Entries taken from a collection
-- -- --
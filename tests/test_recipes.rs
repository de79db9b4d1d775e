mod common;

use common::{soup, titled, TestServer};
use pretty_assertions::assert_eq;
use recipe_catalog::validation::{
    COOKING_TIME_MIN, INGREDIENTS_REQUIRED, INSTRUCTIONS_REQUIRED, SERVINGS_MIN, TITLE_REQUIRED,
};
use recipe_catalog::RecipeInput;
use serde_json::{json, Value};

#[tokio::test]
async fn test_create_and_retrieve_recipe() {
    let server = TestServer::start().await.expect("Failed to start test server");
    let client = server.client();

    let input = RecipeInput {
        cooking_time: Some(30),
        servings: Some(4),
        image_url: Some("https://example.com/soup.jpg".to_string()),
        ..soup()
    };
    let created = client.create_recipe(&input).await.expect("Recipe creation should succeed");

    assert_eq!(created.title, "Soup");
    assert_eq!(created.ingredients, vec!["Water", "Salt"]);
    assert_eq!(created.instructions, vec!["Boil water", "Add salt"]);
    assert_eq!(created.cooking_time, Some(30));
    assert_eq!(created.servings, Some(4));
    assert_eq!(created.image_url.as_deref(), Some("https://example.com/soup.jpg"));
    assert!(!created.id.is_empty(), "Should have an assigned id");

    let retrieved = client.get_recipe(&created.id).await.expect("Should retrieve recipe");
    assert_eq!(retrieved, created);
}

#[tokio::test]
async fn test_soup_scenario_over_raw_http() {
    let server = TestServer::start().await.expect("Failed to start test server");
    let http = reqwest::Client::new();

    let response = http
        .post(server.url("/api/recipes"))
        .json(&json!({
            "title": "Soup",
            "ingredients": ["Water", "Salt"],
            "instructions": ["Boil water", "Add salt"]
        }))
        .send()
        .await
        .unwrap();
    assert_eq!(response.status().as_u16(), 201);
    let body: Value = response.json().await.unwrap();
    let id = body["data"]["_id"].as_str().expect("generated id").to_string();
    let recipe_url = server.url(&format!("/api/recipes/{id}"));

    let body: Value = http.get(&recipe_url).send().await.unwrap().json().await.unwrap();
    assert_eq!(body["data"]["title"], "Soup");
    assert_eq!(body["data"]["ingredients"], json!(["Water", "Salt"]));
    assert_eq!(body["data"]["instructions"], json!(["Boil water", "Add salt"]));

    let response = http.delete(&recipe_url).send().await.unwrap();
    assert_eq!(response.status().as_u16(), 200);

    let response = http.get(&recipe_url).send().await.unwrap();
    assert_eq!(response.status().as_u16(), 404);
}

#[tokio::test]
async fn test_duplicate_title_fails() {
    let server = TestServer::start().await.expect("Failed to start test server");
    let client = server.client();

    client.create_recipe(&soup()).await.expect("First create should succeed");
    let err = client.create_recipe(&soup()).await.expect_err("Second create should fail");

    assert_eq!(
        err.server_messages(),
        Some(&["A recipe with this title already exists.".to_string()][..])
    );
    assert_eq!(client.list_recipes().await.unwrap().len(), 1);
}

#[tokio::test]
async fn test_missing_required_fields_are_enumerated() {
    let server = TestServer::start().await.expect("Failed to start test server");
    let client = server.client();

    let err = client
        .create_recipe(&RecipeInput {
            ingredients: Some(vec![]),
            instructions: Some(vec![]),
            ..Default::default()
        })
        .await
        .expect_err("Create should fail validation");

    match err {
        recipe_catalog::client::ClientError::Api { status, messages } => {
            assert_eq!(status, 400);
            assert_eq!(messages, vec![TITLE_REQUIRED, INGREDIENTS_REQUIRED, INSTRUCTIONS_REQUIRED]);
        }
        other => panic!("Expected API error, got {other}"),
    }
}

#[tokio::test]
async fn test_zero_cooking_time_and_servings_fail() {
    let server = TestServer::start().await.expect("Failed to start test server");
    let client = server.client();

    let err = client
        .create_recipe(&RecipeInput {
            cooking_time: Some(0),
            servings: Some(0),
            ..soup()
        })
        .await
        .expect_err("Create should fail validation");

    assert_eq!(
        err.server_messages().map(<[String]>::to_vec),
        Some(vec![COOKING_TIME_MIN.to_string(), SERVINGS_MIN.to_string()])
    );
}

#[tokio::test]
async fn test_get_recipe_not_found() {
    let server = TestServer::start().await.expect("Failed to start test server");
    let client = server.client();

    let err = client
        .get_recipe("000000000000000000000000")
        .await
        .expect_err("Should fail for non-existent recipe");
    assert!(err.is_not_found());
    assert_eq!(err.user_message("fallback"), "Recipe not found");
}

#[tokio::test]
async fn test_delete_missing_recipe_does_not_mutate() {
    let server = TestServer::start().await.expect("Failed to start test server");
    let client = server.client();
    client.create_recipe(&soup()).await.unwrap();

    let err = client
        .delete_recipe("000000000000000000000000")
        .await
        .expect_err("Delete of a missing recipe should fail");
    assert!(err.is_not_found());
    assert_eq!(server.store.find().await.unwrap().len(), 1);
}

#[tokio::test]
async fn test_update_then_read_back() {
    let server = TestServer::start().await.expect("Failed to start test server");
    let client = server.client();
    let created = client.create_recipe(&soup()).await.unwrap();

    let changes = RecipeInput {
        title: Some("Tomato Soup".to_string()),
        ingredients: Some(vec!["Tomatoes".to_string(), "Water".to_string()]),
        cooking_time: Some(25),
        ..soup()
    };
    let updated = client.update_recipe(&created.id, &changes).await.expect("Update should succeed");

    assert_eq!(updated.id, created.id);
    assert_eq!(updated.title, "Tomato Soup");
    assert_eq!(updated.cooking_time, Some(25));
    assert_eq!(updated.created_at, created.created_at);

    let fetched = client.get_recipe(&created.id).await.unwrap();
    assert_eq!(fetched, updated);
}

#[tokio::test]
async fn test_update_requires_full_document() {
    let server = TestServer::start().await.expect("Failed to start test server");
    let client = server.client();
    let created = client.create_recipe(&soup()).await.unwrap();

    let partial = RecipeInput {
        title: Some("Renamed".to_string()),
        ..Default::default()
    };
    let err = client.update_recipe(&created.id, &partial).await.expect_err("Partial update should fail");
    assert_eq!(
        err.server_messages().map(<[String]>::to_vec),
        Some(vec![INGREDIENTS_REQUIRED.to_string(), INSTRUCTIONS_REQUIRED.to_string()])
    );

    let unchanged = client.get_recipe(&created.id).await.unwrap();
    assert_eq!(unchanged, created);
}

#[tokio::test]
async fn test_update_missing_recipe_is_not_found() {
    let server = TestServer::start().await.expect("Failed to start test server");
    let client = server.client();

    let err = client
        .update_recipe("000000000000000000000000", &soup())
        .await
        .expect_err("Update of a missing recipe should fail");
    assert!(err.is_not_found());
}

#[tokio::test]
async fn test_update_into_existing_title_is_rejected() {
    let server = TestServer::start().await.expect("Failed to start test server");
    let client = server.client();
    client.create_recipe(&soup()).await.unwrap();
    let bread = client.create_recipe(&titled("Bread")).await.unwrap();

    let err = client.update_recipe(&bread.id, &soup()).await.expect_err("Title collision should fail");
    assert_eq!(err.user_message("fallback"), "A recipe with this title already exists.");
}

#[tokio::test]
async fn test_delete_is_permanent() {
    let server = TestServer::start().await.expect("Failed to start test server");
    let client = server.client();
    let created = client.create_recipe(&soup()).await.unwrap();

    client.delete_recipe(&created.id).await.expect("Delete should succeed");

    let err = client.get_recipe(&created.id).await.expect_err("Recipe should be gone");
    assert!(err.is_not_found());
    assert!(client.list_recipes().await.unwrap().is_empty());
}

#[tokio::test]
async fn test_list_returns_recipes_in_creation_order() {
    let server = TestServer::start().await.expect("Failed to start test server");
    let client = server.client();
    for title in ["Soup", "Bread", "Salad"] {
        client.create_recipe(&titled(title)).await.unwrap();
    }

    let titles: Vec<String> = client
        .list_recipes()
        .await
        .unwrap()
        .into_iter()
        .map(|recipe| recipe.title)
        .collect();
    assert_eq!(titles, vec!["Soup", "Bread", "Salad"]);
}

#[tokio::test]
async fn test_unknown_route_is_not_an_envelope() {
    let server = TestServer::start().await.expect("Failed to start test server");

    let response = reqwest::get(server.url("/api/ingredients")).await.unwrap();
    assert_eq!(response.status().as_u16(), 404);
    assert_eq!(response.text().await.unwrap(), "API route not found");
}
-- -- --
**Your instructions:** Please copy out each line of the data in which the word "fetched" occurs.

**Answer to the problem:**
    let fetched = client.get_recipe(&created.id).await.unwrap();
    assert_eq!(fetched, updated);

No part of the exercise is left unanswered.